Демид не успел ответить на приглашение, как в дверь позвонили, тихо и коротко.
— Он! — выдохнула Софья.
Вышла в коридор и вскоре возвратилась с Лубенцовым. Он окинул Демида непонимающим взглядом.
— Почему ты здесь?
— Мы с ним идем в оперу, — поспешила ответить Софья.
— Как же так, Софья Павловна? А я? Или мне уже нет места рядом с вами? Разве вы не видите… Я… Я никогда в жизни не сделаю вам ничего дурного, я люблю вас…
Софья видела только его глаза, ликующие и одновременно измученные, глаза умоляли ее, были полны любви. Им можно было верить. Она почувствовала неловкость от того, что объяснение происходит при Демиде. Но Демида в комнате не было. Как удалось ему выйти, осталось загадкой, она готова была поклясться, что дверь не открывалась…
— Вы поняли? Вы слышите меня? — тревожно спросил Лубенцов.
— Слышу, — тихо ответила женщина. — и, пожалуйста, простите меня.
— Вы не согласны быть моей женой?
— Согласна. Всю эту историю… с оперой… простите.
— А что? — воскликнул Лубенцов. — В оперу мы обязательно пойдем. Великолепная идея! А потом вернемся сюда, упакуем ваши вещи. Вы сегодня же переедете ко мне!
— Только не сегодня, подождите немного, дайте мне привыкнуть. — Софья замолчала на мгновение и вдруг спросила: — А почему не сегодня? Конечно, сегодня! Сейчас же. Помоги мне достать чемодан…
Демид вышел на бульвар, залитый мягким светом предзакатного солнца, оно победно пылало между зеленью тополей, весело сверкало на крышах машин, окнах домов, пламенело в высокой синеве неба, перечеркнутого двумя белыми линиями, оставшимися от самолета.

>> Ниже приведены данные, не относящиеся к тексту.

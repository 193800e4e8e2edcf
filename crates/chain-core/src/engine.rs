//! The engine seam: everything the console needs from a sampler engine.

use std::io::Read;

use serde::{Deserialize, Serialize};

use crate::array::{EngineArrays, NamedArrays};
use crate::diagnostics::EngineStreams;
use crate::errors::ConsoleError;

/// Which part of a chain's state a dump returns.
#[derive(Debug, Clone, Copy, PartialEq, Eq, Hash, Serialize, Deserialize)]
pub enum DumpType {
    /// Observed and constant values.
    Data,
    /// Current values of unobserved nodes and the generator state.
    Parameters,
    /// Both of the above.
    All,
}

/// The three process-wide factory categories.
#[derive(Debug, Clone, Copy, PartialEq, Eq, PartialOrd, Ord, Hash, Serialize, Deserialize)]
pub enum FactoryCategory {
    /// Sampler algorithms.
    Sampler,
    /// Monitor types.
    Monitor,
    /// Random-number generator algorithms.
    Rng,
}

impl FactoryCategory {
    /// Lower-case label used in diagnostics.
    pub fn as_str(&self) -> &'static str {
        match self {
            FactoryCategory::Sampler => "sampler",
            FactoryCategory::Monitor => "monitor",
            FactoryCategory::Rng => "rng",
        }
    }
}

/// A factory and its active flag.
#[derive(Debug, Clone, PartialEq, Eq, Serialize, Deserialize)]
pub struct FactoryDescriptor {
    /// Factory name, e.g. `base::RandomWalk`.
    pub name: String,
    /// Whether the engine may use the factory.
    pub active: bool,
}

/// One assigned sampler and the node arrays it updates.
#[derive(Debug, Clone, PartialEq, Eq, Serialize, Deserialize)]
pub struct SamplerInfo {
    /// Sampler name.
    pub name: String,
    /// Names of the node arrays governed by the sampler.
    pub nodes: Vec<String>,
}

/// Output slot filled by [`Engine::dump_state`].
#[derive(Debug, Clone, Default, PartialEq)]
pub struct StateDump {
    /// Dumped arrays, possibly including the reserved generator state key.
    pub values: EngineArrays,
    /// Generator bound to the chain, empty when none.
    pub rng_name: String,
}

/// A monitor request: variable, monitor type and thinning factor.
#[derive(Debug, Clone, PartialEq, Eq, Hash, Serialize, Deserialize)]
pub struct MonitorSpec {
    /// Monitored variable; always its entire index range.
    pub variable: String,
    /// Monitor type, e.g. `trace`.
    pub kind: String,
    /// Keep every `thin`-th iteration.
    pub thin: u32,
}

impl MonitorSpec {
    /// Validates the request eagerly.
    pub fn new(
        variable: impl Into<String>,
        thin: u32,
        kind: impl Into<String>,
    ) -> Result<Self, ConsoleError> {
        let variable = variable.into();
        if thin == 0 {
            return Err(ConsoleError::Conversion(
                crate::ErrorInfo::new("monitor.thin", "thinning factor must be at least 1")
                    .with_context("variable", variable),
            ));
        }
        Ok(Self {
            variable,
            kind: kind.into(),
            thin,
        })
    }
}

/// Initial values for one chain.
#[derive(Debug, Clone, Default, PartialEq, Serialize, Deserialize)]
pub struct ParameterSet {
    /// Zero-based chain index.
    pub chain: usize,
    /// Values keyed by variable name.
    pub values: NamedArrays,
}

impl ParameterSet {
    /// Pairs `values` with `chain`.
    pub fn new(chain: usize, values: NamedArrays) -> Self {
        Self { chain, values }
    }
}

/// Contract of a sampler engine instance.
///
/// Fallible operations report through a boolean return and the two streams;
/// the caller decides success with [`crate::diagnostics::reduce`]. The engine
/// enforces lifecycle ordering itself and reports out-of-order calls as
/// failures. Output slots follow the same convention: their content is only
/// meaningful after a successful call.
pub trait Engine {
    /// Parses and syntax-checks a model description.
    fn check_model(&mut self, model: &mut dyn Read, io: &mut EngineStreams) -> bool;

    /// Builds the model graph for `chains` chains using observed `data`.
    fn compile(
        &mut self,
        data: &EngineArrays,
        chains: usize,
        generate_data: bool,
        io: &mut EngineStreams,
    ) -> bool;

    /// Installs initial values for one chain.
    fn set_parameters(&mut self, values: &EngineArrays, chain: usize, io: &mut EngineStreams)
        -> bool;

    /// Binds a named generator to one chain.
    fn set_rng_name(&mut self, name: &str, chain: usize, io: &mut EngineStreams) -> bool;

    /// Assigns samplers and completes missing initial values.
    fn initialize(&mut self, io: &mut EngineStreams) -> bool;

    /// Advances every chain by `iterations` steps.
    fn update(&mut self, iterations: u64, io: &mut EngineStreams) -> bool;

    /// Starts monitoring the whole of `name`.
    fn set_monitor(&mut self, name: &str, thin: u32, kind: &str, io: &mut EngineStreams) -> bool;

    /// Stops monitoring `name`.
    fn clear_monitor(&mut self, name: &str, kind: &str, io: &mut EngineStreams) -> bool;

    /// Dumps one chain's state.
    fn dump_state(
        &mut self,
        out: &mut StateDump,
        kind: DumpType,
        chain: usize,
        io: &mut EngineStreams,
    ) -> bool;

    /// Dumps accumulated samples of every monitor of type `kind`.
    fn dump_monitors(
        &mut self,
        out: &mut EngineArrays,
        kind: &str,
        flat: bool,
        io: &mut EngineStreams,
    ) -> bool;

    /// Lists assigned samplers.
    fn dump_samplers(&mut self, out: &mut Vec<SamplerInfo>, io: &mut EngineStreams) -> bool;

    /// Ends the adaptation phase.
    fn adapt_off(&mut self, io: &mut EngineStreams) -> bool;

    /// Writes whether adaptation has converged into `status`.
    fn check_adaptation(&mut self, status: &mut bool, io: &mut EngineStreams) -> bool;

    /// Completed iterations.
    fn iteration(&self) -> u64;

    /// Variables declared by the loaded model.
    fn variable_names(&self) -> Vec<String>;

    /// Number of compiled chains.
    fn nchain(&self) -> usize;

    /// Whether samplers are still adapting.
    fn is_adapting(&self) -> bool;

    /// Discards all model state. Problems are reported through `io` but the
    /// state is gone either way.
    fn clear_model(&mut self, io: &mut EngineStreams) -> bool;
}
//! JSON checkpoints of a model's chains.

use std::fs;
use std::path::{Path, PathBuf};

use chain_core::{ConsoleError, ErrorInfo, HostState};
use serde::{Deserialize, Serialize};

/// Everything needed to continue a model's chains: unobserved values and
/// generator name and state per chain.
#[derive(Debug, Clone, PartialEq, Serialize, Deserialize)]
pub struct ModelCheckpoint {
    /// Iterations completed when the checkpoint was taken.
    pub iteration: u64,
    /// Parameter state of each chain, in chain order.
    pub chains: Vec<HostState>,
}

impl ModelCheckpoint {
    /// Restores a checkpoint from disk.
    pub fn load(path: &Path) -> Result<Self, ConsoleError> {
        let contents = fs::read_to_string(path).map_err(|err| ConsoleError::io(path, &err))?;
        serde_json::from_str(&contents).map_err(|err| {
            ConsoleError::Conversion(
                ErrorInfo::new("checkpoint.parse", err.to_string())
                    .with_context("path", path.display().to_string()),
            )
        })
    }

    /// Writes the checkpoint to disk, creating parent directories.
    pub fn store(&self, path: &Path) -> Result<(), ConsoleError> {
        if let Some(parent) = path.parent() {
            fs::create_dir_all(parent).map_err(|err| ConsoleError::io(parent, &err))?;
        }
        let json = serde_json::to_string_pretty(self).map_err(|err| {
            ConsoleError::Conversion(
                ErrorInfo::new("checkpoint.serialize", err.to_string())
                    .with_context("path", path.display().to_string()),
            )
        })?;
        fs::write(path, json).map_err(|err| ConsoleError::io(path, &err))
    }
}

/// Conventional checkpoint location for iteration `iteration` under `dir`.
pub fn checkpoint_path(dir: &Path, iteration: u64) -> PathBuf {
    dir.join(format!("checkpoint_{iteration:08}.json"))
}
use chain_core::{HostState, NamedArrays};
use ndarray::arr2;

#[test]
fn host_state_round_trip_json() {
    let values = NamedArrays::new()
        .with("mu", 0.25)
        .unwrap()
        .with("theta", arr2(&[[1.0, 2.0], [3.0, 4.0]]))
        .unwrap();
    let state = HostState {
        values,
        rng_name: Some("streams::ChaCha8".into()),
        rng_state: Some(vec![7, -3, 11]),
    };

    let json = serde_json::to_string_pretty(&state).expect("serialize");
    let decoded: HostState = serde_json::from_str(&json).expect("deserialize");

    assert_eq!(decoded, state);
    assert_eq!(decoded.rng().unwrap().state, vec![7, -3, 11]);
}

#[test]
fn data_only_state_has_no_generator() {
    let state = HostState::default();
    let json = serde_json::to_value(&state).unwrap();
    assert!(json.get(".RNG.name").is_none());
    assert!(state.rng().is_none());
}
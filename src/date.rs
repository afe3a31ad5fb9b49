//! In-game calendar dates.
//!
//! Stellaris uses twelve 30-day months, so dates such as `2200.02.30` are valid
//! here even though they are not Gregorian.

use std::fmt::Display;
use std::str::FromStr;

use serde::{Serialize, Serializer};

use crate::error::Error;

#[derive(Debug, PartialEq, Eq, PartialOrd, Ord, Clone, Copy, Hash)]
pub struct GameDate {
    pub year: u16,
    /// In range `1..=12`
    pub month: u8,
    /// In range `1..=30`
    pub day: u8,
}

impl GameDate {
    pub const fn new(year: u16, month: u8, day: u8) -> Option<GameDate> {
        if !matches!(month, 1..=12) || !matches!(day, 1..=30) {
            return None;
        }
        Some(GameDate { year, month, day })
    }

    /// `YYYY-MM-DD`, as stored and published.
    pub fn to_iso(&self) -> String {
        format!("{:04}-{:02}-{:02}", self.year, self.month, self.day)
    }

    /// `YYYY-MM`, the month key used for snapshot dedup.
    pub fn month_key(&self) -> String {
        format!("{:04}-{:02}", self.year, self.month)
    }
}

/// Accepts the save format (`2311.11.18`, optionally quoted) and ISO (`2311-11-18`).
impl FromStr for GameDate {
    type Err = Error;

    fn from_str(text: &str) -> Result<Self, Self::Err> {
        let trimmed = text.trim().trim_matches('"');
        let separator = if trimmed.contains('-') { '-' } else { '.' };
        let parts = trimmed.split(separator).collect::<Vec<&str>>();
        let [y, m, d] = parts.as_slice() else {
            return Err(Error::InvalidDate(text.to_string()));
        };
        let invalid = |_| Error::InvalidDate(text.to_string());
        let year = y.parse::<u16>().map_err(invalid)?;
        let month = m.parse::<u8>().map_err(invalid)?;
        let day = d.parse::<u8>().map_err(invalid)?;

        GameDate::new(year, month, day).ok_or_else(|| Error::InvalidDate(text.to_string()))
    }
}

impl Display for GameDate {
    fn fmt(&self, f: &mut std::fmt::Formatter<'_>) -> std::fmt::Result {
        write!(f, "{}.{:02}.{:02}", self.year, self.month, self.day)
    }
}

impl Serialize for GameDate {
    fn serialize<S: Serializer>(&self, serializer: S) -> Result<S::Ok, S::Error> {
        serializer.serialize_str(&self.to_iso())
    }
}

#[cfg(test)]
mod tests {
    use super::*;

    #[test]
    fn test_parse_save_format() {
        let date: GameDate = "2311.11.18".parse().unwrap();
        assert_eq!(date, GameDate::new(2311, 11, 18).unwrap());
        assert_eq!(date.to_iso(), "2311-11-18");
        assert_eq!(date.to_string(), "2311.11.18");
    }

    #[test]
    fn test_parse_quoted_and_iso() {
        let quoted: GameDate = "\"2200.02.30\"".parse().unwrap();
        let iso: GameDate = "2200-02-30".parse().unwrap();
        assert_eq!(quoted, iso);
    }

    #[test]
    fn test_rejects_invalid() {
        assert!("2200.13.01".parse::<GameDate>().is_err());
        assert!("2200.01.31".parse::<GameDate>().is_err());
        assert!("2200.01".parse::<GameDate>().is_err());
        assert!("soon".parse::<GameDate>().is_err());
    }

    #[test]
    fn test_month_key() {
        let a = GameDate::new(2250, 3, 1).unwrap();
        let b = GameDate::new(2250, 3, 30).unwrap();
        let c = GameDate::new(2251, 3, 1).unwrap();
        assert_eq!(a.month_key(), b.month_key());
        assert_ne!(a.month_key(), c.month_key());
        assert_eq!(b.month_key(), "2250-03");
    }
}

Взглянул на прощание на четвертый этаж, улыбнулся грустно: в кои веки собрался в театр… пропадут билеты. А может, они догадаются пойти? Может, и догадаются…
Глава двадцать шестая
Первого августа, в жаркий киевский день, когда начинают блекнуть зеленые листья каштанов, Демид вышел из проходной. Впереди у него был целый месяц отпуска. В цехкоме профсоюза можно было приобрести с тридцатипроцентной скидкой путевку в какой-нибудь санаторий Крыма или на Кавказ. Отказался, потому что знал, как проведет отпуск. Во-первых, нужно перейти с заочного отделения на вечернее. Это, конечно, много времени не отнимет, в крайнем случае можно обратиться за помощью к Лубенцову… Во-вторых, настало наконец время закончить работу над своей машиной, утвердить себя в качестве наладчика, мастера своего дела.
Первый блок, который даст возможность занести на магнитную ленту все данные, выписанные пока на полях Баритоновых книг, можно сделать уже сейчас. Потом пойдут платы, на них он смонтирует схемы сравнительных данных, расчеты, регистры, схемы, которые добавят к уже известным данным иные, взятые из другого, а может, и из третьего или четвертого источника, и все это для того, чтобы машина выдала размеры нужного ключа.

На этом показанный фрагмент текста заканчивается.